TRY IT — From the first line of the data through the line containing "use serde::Serialize;", return each line exactly.

DATA UNDER STUDY —
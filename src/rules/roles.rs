use super::{first_match, Rule};

/// Short labels for the career-stage answers
const ROLE_LABELS: &[Rule<&str>] = &[
    Rule::exact("an Associate Professor (or equivalent)", "Associate Prof"),
    Rule::exact("a Graduate Student", "Grad student"),
    Rule::exact("a Postdoctoral Researcher", "Postdoc"),
    Rule::exact("an Assistant Professor (or equivalent)", "Assistant Prof"),
    Rule::exact("an Assistant Professor  (or equivalent)", "Assistant Prof"),
    Rule::exact("a Professor (or equivalent)", "Full Prof"),
    Rule::exact("working in academia as a non-ECR", "Non-ECR academic"),
    Rule::exact("other / prefer not to say", "Other"),
];

pub const ACADEMIC_ECR: &str = "Academic (ECR)";
pub const ACADEMIC_NON_ECR: &str = "Academic (Non-ECR)";
pub const NON_ACADEMIC: &str = "Non-Academic";

/// Coarse grouping of the respondent's current position
const ROLE_SUMMARIES: &[Rule<&str>] = &[
    Rule::exact("an Associate Professor (or equivalent)", ACADEMIC_NON_ECR),
    Rule::exact("a Graduate Student", ACADEMIC_ECR),
    Rule::exact("a Postdoctoral Researcher", ACADEMIC_ECR),
    Rule::exact("an Assistant Professor (or equivalent)", ACADEMIC_NON_ECR),
    Rule::exact("an Assistant Professor  (or equivalent)", ACADEMIC_NON_ECR),
    Rule::exact("a Professor (or equivalent)", ACADEMIC_NON_ECR),
    Rule::exact("working in academia as a non-ECR", ACADEMIC_NON_ECR),
    Rule::exact("other / prefer not to say", NON_ACADEMIC),
    Rule::exact("working in industry", NON_ACADEMIC),
];

/// Short role label; unknown roles pass through unchanged
pub fn role_label(value: &str) -> String {
    first_match(ROLE_LABELS, value)
        .map(str::to_string)
        .unwrap_or_else(|| value.to_string())
}

/// ECR / non-ECR / non-academic grouping; unknown roles pass through
pub fn role_summary(value: &str) -> String {
    first_match(ROLE_SUMMARIES, value)
        .map(str::to_string)
        .unwrap_or_else(|| value.to_string())
}
use std::collections::HashSet;
use std::fmt;

use serde::Serialize;

use super::questions::field;

/// The four open-ended questions whose answers can be quoted
#[derive(Debug, Clone, Copy, PartialEq, Eq, PartialOrd, Ord, Hash, Serialize)]
#[serde(rename_all = "snake_case")]
pub enum WisdomField {
    MentorBiggestShortcomings,
    MentorBiggestStrengths,
    MenteeAdviceToMentor,
    MenteeAdviceToMentees,
}

impl WisdomField {
    /// Publication order
    pub const ALL: [WisdomField; 4] = [
        WisdomField::MentorBiggestShortcomings,
        WisdomField::MentorBiggestStrengths,
        WisdomField::MenteeAdviceToMentor,
        WisdomField::MenteeAdviceToMentees,
    ];

    pub fn field_name(&self) -> &'static str {
        match self {
            WisdomField::MentorBiggestShortcomings => field::MENTOR_BIGGEST_SHORTCOMINGS,
            WisdomField::MentorBiggestStrengths => field::MENTOR_BIGGEST_STRENGTHS,
            WisdomField::MenteeAdviceToMentor => field::MENTEE_ADVICE_TO_MENTOR,
            WisdomField::MenteeAdviceToMentees => field::MENTEE_ADVICE_TO_MENTEES,
        }
    }

    /// Section heading in the curated document
    pub fn subtitle(&self) -> &'static str {
        match self {
            WisdomField::MentorBiggestShortcomings => {
                "Mentees report on biggest shortcomings of their mentors"
            }
            WisdomField::MentorBiggestStrengths => {
                "Mentees report on biggest strengths of their mentors"
            }
            WisdomField::MenteeAdviceToMentor => "Mentees advise their mentors to do better",
            WisdomField::MenteeAdviceToMentees => "Mentees advise future mentees",
        }
    }

    /// Explanatory paragraph under the section heading
    pub fn introduction(&self) -> &'static str {
        match self {
            WisdomField::MentorBiggestShortcomings => {
                "In this section you will find the words of ECRs to describe '<b>the BIGGEST SHORTCOMING of the mentorship they have received</b>' from a mentor of theirs, considering how did this shortcoming influenced their work, wellbeing, and/or career. You will see that even mentees who overall had a positive experience with their mentors suffered from some aspects of the mentorship they have received."
            }
            WisdomField::MentorBiggestStrengths => {
                "In this section you will find the words of ECRs to describe '<b>the MOST ADMIRABLE aspect of the mentorship they have received</b>' from a mentor of theirs, considering how did this shortcoming influenced their work, wellbeing, and/or career. You will see that even mentees who had a negative experience with their mentor had benefited from some aspects of the mentorship style they have received."
            }
            WisdomField::MenteeAdviceToMentor => {
                "In this section you will find the words of ECRs to describe the advice they would have given to their mentor so they could do better."
            }
            WisdomField::MenteeAdviceToMentees => {
                "In this section you will find the words of ECRs to describe what advice they would have given to those who are getting ready to pursue a career in science and are looking for mentors."
            }
        }
    }

    /// Phrase relating the quote to its subject, given the mentor's glyph
    pub fn relation(&self, mentor_glyph: &str) -> String {
        match self {
            WisdomField::MentorBiggestShortcomings => format!(
                "reporting on the <b>biggest shortcomings</b> of their mentor ({})",
                mentor_glyph
            ),
            WisdomField::MentorBiggestStrengths => format!(
                "reporting on the <b>most admirable qualities</b> of their mentor ({})",
                mentor_glyph
            ),
            WisdomField::MenteeAdviceToMentor => {
                format!("shares <b>their advice</b> for their mentor ({})", mentor_glyph)
            }
            WisdomField::MenteeAdviceToMentees => {
                "shares <b>their advice</b> for future mentees".to_string()
            }
        }
    }

    /// Stable identifier of this field's answer in one response
    pub fn identifier(&self, timestamp: &str) -> String {
        format!("{}!{}", self.field_name(), timestamp)
    }
}

impl fmt::Display for WisdomField {
    fn fmt(&self, f: &mut fmt::Formatter<'_>) -> fmt::Result {
        f.write_str(self.field_name())
    }
}

/// Review status written into the audit file
#[derive(Debug, Clone, Copy, PartialEq, Eq, Serialize)]
#[serde(rename_all = "snake_case")]
pub enum ReviewStatus {
    /// Listed in the approval sidecar
    Approved,
    /// Default for everything a reviewer has not opted in
    PendingReview,
}

impl ReviewStatus {
    /// Marker in the audit file's status column
    pub fn marker(&self) -> &'static str {
        match self {
            ReviewStatus::Approved => "",
            ReviewStatus::PendingReview => "R",
        }
    }
}

/// One non-empty free-text answer extracted for review
#[derive(Debug, Clone, PartialEq, Eq, Serialize)]
pub struct WisdomEntry {
    /// `field!timestamp`
    pub identifier: String,
    pub field: WisdomField,
    pub timestamp: String,
    /// Answer with surrounding whitespace and leading dashes removed
    pub text: String,
    pub status: ReviewStatus,
}

impl WisdomEntry {
    pub fn is_approved(&self) -> bool {
        self.status == ReviewStatus::Approved
    }
}

/// Identifiers a reviewer has cleared for publication
#[derive(Debug, Clone, Default, PartialEq, Eq)]
pub struct ApprovalSet {
    identifiers: HashSet<String>,
}

impl ApprovalSet {
    /// Parse the sidecar format: one identifier per line, blank lines ignored
    pub fn parse(content: &str) -> Self {
        Self {
            identifiers: content
                .lines()
                .map(str::trim)
                .filter(|l| !l.is_empty())
                .map(str::to_string)
                .collect(),
        }
    }

    pub fn contains(&self, identifier: &str) -> bool {
        self.identifiers.contains(identifier)
    }

    pub fn status_of(&self, identifier: &str) -> ReviewStatus {
        if self.contains(identifier) {
            ReviewStatus::Approved
        } else {
            ReviewStatus::PendingReview
        }
    }

    pub fn len(&self) -> usize {
        self.identifiers.len()
    }

    pub fn is_empty(&self) -> bool {
        self.identifiers.is_empty()
    }
}

impl FromIterator<String> for ApprovalSet {
    fn from_iter<I: IntoIterator<Item = String>>(iter: I) -> Self {
        Self {
            identifiers: iter.into_iter().collect(),
        }
    }
}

WRITTEN ANSWER —
filename src/rules/roles.rs
use super::{first_match, Rule};

/// Short labels for the career-stage answers
const ROLE_LABELS: &[Rule<&str>] = &[
    Rule::exact("an Associate Professor (or equivalent)", "Associate Prof"),
    Rule::exact("a Graduate Student", "Grad student"),
    Rule::exact("a Postdoctoral Researcher", "Postdoc"),
    Rule::exact("an Assistant Professor (or equivalent)", "Assistant Prof"),
    Rule::exact("an Assistant Professor  (or equivalent)", "Assistant Prof"),
    Rule::exact("a Professor (or equivalent)", "Full Prof"),
    Rule::exact("working in academia as a non-ECR", "Non-ECR academic"),
    Rule::exact("other / prefer not to say", "Other"),
];

pub const ACADEMIC_ECR: &str = "Academic (ECR)";
pub const ACADEMIC_NON_ECR: &str = "Academic (Non-ECR)";
pub const NON_ACADEMIC: &str = "Non-Academic";

/// Coarse grouping of the respondent's current position
const ROLE_SUMMARIES: &[Rule<&str>] = &[
    Rule::exact("an Associate Professor (or equivalent)", ACADEMIC_NON_ECR),
    Rule::exact("a Graduate Student", ACADEMIC_ECR),
    Rule::exact("a Postdoctoral Researcher", ACADEMIC_ECR),
    Rule::exact("an Assistant Professor (or equivalent)", ACADEMIC_NON_ECR),
    Rule::exact("an Assistant Professor  (or equivalent)", ACADEMIC_NON_ECR),
    Rule::exact("a Professor (or equivalent)", ACADEMIC_NON_ECR),
    Rule::exact("working in academia as a non-ECR", ACADEMIC_NON_ECR),
    Rule::exact("other / prefer not to say", NON_ACADEMIC),
    Rule::exact("working in industry", NON_ACADEMIC),
];

/// Short role label; unknown roles pass through unchanged
pub fn role_label(value: &str) -> String {
    first_match(ROLE_LABELS, value)
        .map(str::to_string)
        .unwrap_or_else(|| value.to_string())
}

/// ECR / non-ECR / non-academic grouping; unknown roles pass through
pub fn role_summary(value: &str) -> String {
    first_match(ROLE_SUMMARIES, value)
        .map(str::to_string)
        .unwrap_or_else(|| value.to_string())
}
use std::collections::HashSet;
use std::fmt;

use serde::Serialize;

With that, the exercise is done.